Confessions of a Comic Book Guy is a weekly column by Steve Bennett of Super-Fly Comics and Games in Yellow Springs, Ohio.  This week, Bennett looks at the current revivals of DC teams including Doom Patrol and Secret Six.

The first episode of Titans premiered October 12 on the new DC Universe streaming service and although I’m casually curious to see what can be done with the DC characters on a streaming television budget I haven’t seen it so far. That’s probably due to the fact that there appears to be a set limit of small screen live-action superheroes shows that I can watch at any one time.  But, if I was going to be absolutely honest I’d have to confess that the older I get the harder it is for me to become emotionally invested in a new TV series.  Though I do have a pretty big incentive to start watching Titans; in the fifth episode The Doom Patrol will be making a guest appearance (“The Doom Patrol To Appear On Titans Tv Series”). And I doubt I’ll have any trouble watching when they get their own series on DC Universe next year.

I’ve previously written how I’ve been a fan of The Doom Patrol all the way back to when you could buy copies off of a drugstore comic book spinner (see “Confessions of a Comic Book Guy - This Is Actually Happening”), but I’ve never explained why.  Having been a strange, troubled kid who attended special education classes, I found I could easily relate to “The World’s Strangest Superheroes.”  While the X-Men have made the “band of misfits” trope part of their brand, I always thought the Doom Patrol had a much better claim to the whole “feared and hated” thing.  Back then, not only could most of the X-Men pass for normal, but they also went to prep school, lived in a mansion and even went out on dates.  Compare that to the Doom Patrol who couldn’t “pass” and never got a day off from being what they were.
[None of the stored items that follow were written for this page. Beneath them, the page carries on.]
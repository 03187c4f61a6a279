//! The `sys` module: `exit` and `argv`.

use std::rc::Rc;

use crate::args::CallArgs;
use crate::context::Context;
use crate::exception::{ExcType, Exception, RunError, RunResult};
use crate::function::Func;
use crate::heap::HeapData;
use crate::types::List;
use crate::value::Value;

pub(crate) fn load(ctx: &mut Context) -> Result<(), Exception> {
    load_inner(ctx).map_err(|e| ctx.surface(e))
}

fn load_inner(ctx: &mut Context) -> RunResult<()> {
    let module: Rc<str> = Rc::from("sys");

    let exit = Func::native("exit", module.clone(), Rc::new(fn_exit));
    let v = ctx.alloc(HeapData::Func(exit))?;
    let mark = ctx.temp_roots_mark();
    ctx.temp_roots_push(v);
    let name_id = ctx.interns.intern("exit");
    let result = ctx.set_global_value(&module, name_id, v);
    ctx.temp_roots_reset(mark);
    result?;

    // argv: one string per configured argument.
    let argv_strings = ctx.argv.clone();
    let list = ctx.alloc(HeapData::List(List::new(Vec::new())))?;
    let Value::Ref(list_id) = list else {
        unreachable!("alloc returns a heap reference");
    };
    let mark = ctx.temp_roots_mark();
    ctx.temp_roots_push(list);
    for arg in argv_strings {
        let s = ctx.alloc(HeapData::Str(arg.into_boxed_str()));
        match s {
            Ok(s) => {
                let HeapData::List(l) = ctx.heap.get_mut(list_id) else {
                    unreachable!("argv is a list");
                };
                l.items.push(s);
            }
            Err(e) => {
                ctx.temp_roots_reset(mark);
                return Err(e);
            }
        }
    }
    let name_id = ctx.interns.intern("argv");
    let result = ctx.set_global_value(&module, name_id, list);
    ctx.temp_roots_reset(mark);
    result
}

fn fn_exit(_ctx: &mut Context, _args: &CallArgs) -> RunResult<Value> {
    Err(RunError::simple(ExcType::SystemExit, String::new()))
}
I also wrote about how amazed I was DC would do something as financially risky as turning such an odd, obscure IP into a television series*, but I’ve been even more impressed by the shows casting.  Admittedly with the exception of the too-long-absent Brendan Fraser as the voice of Robotman, the cast consisted of mostly unknown-to-me actors.  But then online I read the headline “‘Doom Patrol: Timothy Dalton To Star As The Chief in DC Universe TV series.”  An actual former James Bond was going to be playing Dr. Niles Caulder; my inner 10-year-old could scarcely conceive it.

So it should be a great time for The Doom Patrol, the only trouble being there isn't a Doom Patrol comic book at the moment.  OK, technically there is still the series written by Gerard Way and drawn by Nick Derington which I liked quite a bit.  Along with benefiting from having Flex Mentallo as a supporting player, it was wild, weird, and offered an original take on the premise. But I've placed it in the past tense because the Young Animal imprint it belonged to has been shut down and after seemingly endless delays, #12, apparently the final issue, is at long last coming out in October.  What this means to the long-promised new Flex Mentallo mini-series to be written by Grant Morrison, I have no idea.

Even worse, as far as I know, DC doesn’t appear to have any plans in place for there to be a new Doom Patrol series coming out when the TV series starts streaming next year. So it came as a welcome surprise when I discovered the latest issue of Scooby-Doo Team-Up had the teens teaming up with, yes, The Doom Patrol. Even more surprising was that while Negative Man, Robotman and (The Original) Elasti-Girl were all bickering and behaving like it was still 1965, it featured an appearance by Danny the Street, a character from the comics’ 90s run. I’ve got to admit I never imagined the Scooby Gang would interact with Grant Morrison’s gay sentient street.  Seeing as how this is a two-parter, I have hopes that next issue will guest star Flex Mentallo, Man of Mystery Muscle.  I know it’s really, really unlikely but then, so many things are these days.

*Of course, this was before a 60s DC IP that was even odd and more obscure got a pilot order (see “CBS Orders ‘Secret Six’ Pilot”). For those unfamiliar, The Secret Six is about a team of covert operatives whose leader Mockingbird was secretly one of them, which I’ve always thought would make a good premise for a TV series.  Seeing as how this is for CBS and given the demographics of their audience, I’m going to go ahead and assume it will have little if anything to do with the supervillain-centric series of the same name from the 00’s.  It’s now official, nothing is too unlikely to be made real.   And in a strange bit of, I’m really not sure whether this is symmetry or synchronicity, The Secret Six recently made an appearance in Scooby-Doo Team-Up #30 where Velma Dinkley finally and definitively answered the question, Who Is Mockingbird?

The opinions expressed in this column are solely those of the writer, and do not necessarily reflect the views of the editorial staff of ICv2.com.